Tra le principali tecniche narrative adoperate da Moore in V, è possibile riscontrare innanzitutto l’intertestualità, ossia un attento lavoro di riscrittura e reinterpretazione delle tradizioni culturale e letteraria, accompagnato da una acuta e profonda riflessione sulla società e sulla natura umana.

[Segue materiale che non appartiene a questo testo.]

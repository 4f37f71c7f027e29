//! File-based storage for native platforms.

use super::{BoxFuture, Storage, StorageError, StorageResult};
use serde_json::Value;
use std::fs;
use std::path::{Path, PathBuf};

/// Stores each record as a JSON file in a directory.
///
/// Writes go to a temporary file first and are renamed into place, so a
/// crash mid-write leaves the previous record intact.
pub struct FileStorage {
    /// Base directory for records.
    base_path: PathBuf,
}

impl FileStorage {
    /// Create a file storage rooted at `base_path`. Nothing touches the
    /// filesystem until [`Storage::open`].
    pub fn new(base_path: PathBuf) -> Self {
        Self { base_path }
    }

    /// Storage in the platform data directory, namespaced by origin.
    ///
    /// On Linux: `~/.local/share/canvas-sync/<origin>/`
    /// On Windows: `%LOCALAPPDATA%\canvas-sync\<origin>\`
    pub fn default_location(origin: &str) -> StorageResult<Self> {
        let base = dirs::data_local_dir()
            .or_else(dirs::home_dir)
            .ok_or_else(|| {
                StorageError::Unavailable("Could not determine data directory".to_string())
            })?;

        Ok(Self::new(base.join("canvas-sync").join(sanitize(origin))))
    }

    /// Get the base path.
    pub fn base_path(&self) -> &Path {
        &self.base_path
    }

    fn record_path(&self, key: &str) -> PathBuf {
        self.base_path.join(format!("{}.json", sanitize(key)))
    }
}

/// Make an arbitrary key safe to use as a file name.
fn sanitize(key: &str) -> String {
    key.chars()
        .map(|c| if c.is_alphanumeric() || c == '-' || c == '_' { c } else { '_' })
        .collect()
}

impl Storage for FileStorage {
    fn open(&self) -> BoxFuture<'_, StorageResult<()>> {
        Box::pin(async move {
            fs::create_dir_all(&self.base_path).map_err(|e| {
                StorageError::Unavailable(format!(
                    "Failed to create {}: {}",
                    self.base_path.display(),
                    e
                ))
            })?;
            let meta = fs::metadata(&self.base_path)
                .map_err(|e| StorageError::Unavailable(e.to_string()))?;
            if meta.permissions().readonly() {
                return Err(StorageError::Unavailable(format!(
                    "{} is read-only",
                    self.base_path.display()
                )));
            }
            Ok(())
        })
    }

    fn save(&self, key: &str, record: &Value) -> BoxFuture<'_, StorageResult<()>> {
        let path = self.record_path(key);
        let json = match serde_json::to_vec(record) {
            Ok(json) => json,
            Err(e) => {
                return Box::pin(async move { Err(StorageError::Serialization(e.to_string())) });
            }
        };

        Box::pin(async move {
            let tmp = path.with_extension("json.tmp");
            fs::write(&tmp, json).map_err(|e| {
                StorageError::Io(format!("Failed to write {}: {}", tmp.display(), e))
            })?;
            fs::rename(&tmp, &path).map_err(|e| {
                StorageError::Io(format!("Failed to replace {}: {}", path.display(), e))
            })
        })
    }

    fn load(&self, key: &str) -> BoxFuture<'_, StorageResult<Value>> {
        let path = self.record_path(key);
        let key = key.to_string();

        Box::pin(async move {
            if !path.exists() {
                return Err(StorageError::NotFound(key));
            }

            let json = fs::read(&path).map_err(|e| {
                StorageError::Io(format!("Failed to read {}: {}", path.display(), e))
            })?;

            serde_json::from_slice(&json).map_err(|e| {
                StorageError::Corrupt(format!("Failed to parse {}: {}", path.display(), e))
            })
        })
    }

    fn delete(&self, key: &str) -> BoxFuture<'_, StorageResult<()>> {
        let path = self.record_path(key);

        Box::pin(async move {
            if path.exists() {
                fs::remove_file(&path).map_err(|e| {
                    StorageError::Io(format!("Failed to delete {}: {}", path.display(), e))
                })?;
            }
            Ok(())
        })
    }

    fn exists(&self, key: &str) -> BoxFuture<'_, StorageResult<bool>> {
        let path = self.record_path(key);
        Box::pin(async move { Ok(path.exists()) })
    }
}

#[cfg(test)]
mod tests {
    use super::*;
    use crate::block_on;
    use serde_json::json;
    use tempfile::tempdir;

    fn open_in(dir: &Path) -> FileStorage {
        let storage = FileStorage::new(dir.join("origin"));
        block_on(storage.open()).unwrap();
        storage
    }

    #[test]
    fn test_open_creates_directory() {
        let dir = tempdir().unwrap();
        let storage = open_in(dir.path());
        assert!(storage.base_path().is_dir());
        block_on(storage.open()).unwrap();
    }

    #[test]
    fn test_file_storage_save_load() {
        let dir = tempdir().unwrap();
        let storage = open_in(dir.path());

        block_on(storage.save("canvas", &json!({"elements": [], "timestamp": 5}))).unwrap();
        let loaded = block_on(storage.load("canvas")).unwrap();
        assert_eq!(loaded["timestamp"], 5);
        assert!(!storage.base_path().join("canvas.json.tmp").exists());
    }

    #[test]
    fn test_file_storage_not_found() {
        let dir = tempdir().unwrap();
        let storage = open_in(dir.path());

        let result = block_on(storage.load("nonexistent"));
        assert!(matches!(result, Err(StorageError::NotFound(_))));
    }

    #[test]
    fn test_unparseable_file_is_corrupt() {
        let dir = tempdir().unwrap();
        let storage = open_in(dir.path());
        fs::write(storage.base_path().join("canvas.json"), "{ not json").unwrap();

        let result = block_on(storage.load("canvas"));
        assert!(matches!(result, Err(StorageError::Corrupt(_))));
    }

    #[test]
    fn test_file_storage_delete() {
        let dir = tempdir().unwrap();
        let storage = open_in(dir.path());

        block_on(storage.save("canvas", &json!({}))).unwrap();
        assert!(block_on(storage.exists("canvas")).unwrap());

        block_on(storage.delete("canvas")).unwrap();
        assert!(!block_on(storage.exists("canvas")).unwrap());
    }

    #[test]
    fn test_default_location_is_namespaced() {
        if let Ok(storage) = FileStorage::default_location("http://127.0.0.1:31337") {
            let path = storage.base_path().to_string_lossy().into_owned();
            assert!(path.contains("canvas-sync"));
            assert!(path.ends_with("http___127_0_0_1_31337"));
        }
    }
}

Intertestualità in V for Vendetta

Gran parte della letteratura di Moore è incentrata sull’intertestualità intesa quale creativa reinterpretazione di elementi familiari e tradizionali. Il mondo della narrativa è la principale fonte di ispirazione del nostro autore tanto che, come egli stesso dichiara, le sue idee derivano principalmente dalla tradizione letteraria o scaturiscono dal riutilizzo dei principali miti della civiltà occidentale: “ If anything, I’d say that what I’d like to do as a writer is to try and translate some of the intellect and sensibilities that I find in books into something that will work on a comics page.”1
Attraverso la de-costruzione prima e la ri-costruzione poi di elementi narrativi preesistenti e ben consolidati, Moore reinterpreta e lancia un guanto di sfida a simboli e idee arcinote e comunemente accettate da tutti, riproponendoli in contesti estranei/altri e, pertanto, rivestendoli di significati inediti (l’innovativa decostruzione dell’eroicità tradizionale dei supereroi Marvel in Watchmen ne è un esempio più che lampante).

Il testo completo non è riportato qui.